Modern Eloquence: Vol III, After-Dinner Speeches P-Z eBook

This eBook from the Gutenberg Project consists of approximately 556 pages of information about Modern Eloquence.

Modern Eloquence: Vol III, After-Dinner Speeches P-Z eBook

This eBook from the Gutenberg Project consists of approximately 556 pages of information about Modern Eloquence.

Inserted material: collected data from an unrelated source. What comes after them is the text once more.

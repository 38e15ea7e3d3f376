//! Core library behind the weather chat bot and the `weatherbot` CLI.
//!
//! This crate defines:
//! - Configuration & credentials handling
//! - A retrying HTTP fetcher with exponential backoff
//! - Geocoding, current weather, forecast and air-pollution retrieval
//! - A small file-backed cache of recent results for offline fallback
//! - Air-quality classification
//!
//! Front ends consume plain data structures and format them themselves.

pub mod air_quality;
pub mod cache;
pub mod config;
pub mod error;
pub mod http;
pub mod model;
pub mod provider;

pub use air_quality::{
    AirQualityAnalysis, AirQualityComponents, Pollutant, Tier, classify as classify_air_quality,
};
pub use cache::WeatherCache;
pub use config::Config;
pub use error::{NetworkCause, WeatherError};
pub use model::{CityInfo, Condition, Coordinates, ForecastPoint, Lookup, WeatherRecord};
pub use provider::{WeatherProvider, provider_from_config};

The second thing I was aware of was that I was ordered to Crete to run the blockade, describe the Cretan rebellion from the Cretan side, and from the Turkish side; and then I was sent to Spain to report from the Republican side and from the Carlist side, perfectly dispassionately. [Laughter.] And then, all of a sudden, I was sent for to come to Paris.  Then Mr. Bennett, in that despotic way of his, said:  “I want you to go and find Livingstone.”  As I tell you, I was a mere newspaper reporter.  I dared not confess my soul as my own.  Mr. Bennett merely said:  “Go,” and I went.  He gave me a glass of champagne and I think that was superb. [Laughter.] I confessed my duty to him, and I went.  And as good-luck would have it, I found Livingstone. [Loud and continued cheering.] I returned as a good citizen ought and as a good reporter ought and as a good correspondent ought, to tell the tale, and arriving at Aden, I telegraphed a request that I might be permitted to visit civilization before I went to China. [Laughter.] I came to civilization, and what do you think was the result?  Why, only to find that all the world disbelieved my story. [Laughter.] Dear me!  If I were proud of anything, it was that what I said was a fact ["Good!"]; that whatever I said I would do, I would endeavor to do with all my might, or, as many a good man had done before, as my predecessors had done, to lay my bones behind.  That’s all. [Loud cheering.] I was requested in an off-hand manner—­just as any member of the Lotos Club here present would say—­“Would you mind giving us a little resume of your geographical work?” I said:  “Not in the least, my dear sir; I have not the slightest objection.”  And do you know that to make it perfectly geographical and not in the least sensational, I took particular pains and I wrote a paper out, and when it was printed, it was just about so long [indicating an inch].  It contained about a hundred polysyllabic African words. [Laughter.] And yet “for a’ that and a’ that” the pundits of the Geographical Society—­Brighton Association—­said that they hadn’t come to listen to any sensational stories, but that they had come to listen to facts. [Laughter.] Well now, a little gentleman, very reverend, full of years and honors, learned in Cufic inscriptions and cuneiform characters, wrote to “The Times” stating that it was not Stanley who had discovered Livingstone but that it was Livingstone who had discovered Stanley. [Laughter.]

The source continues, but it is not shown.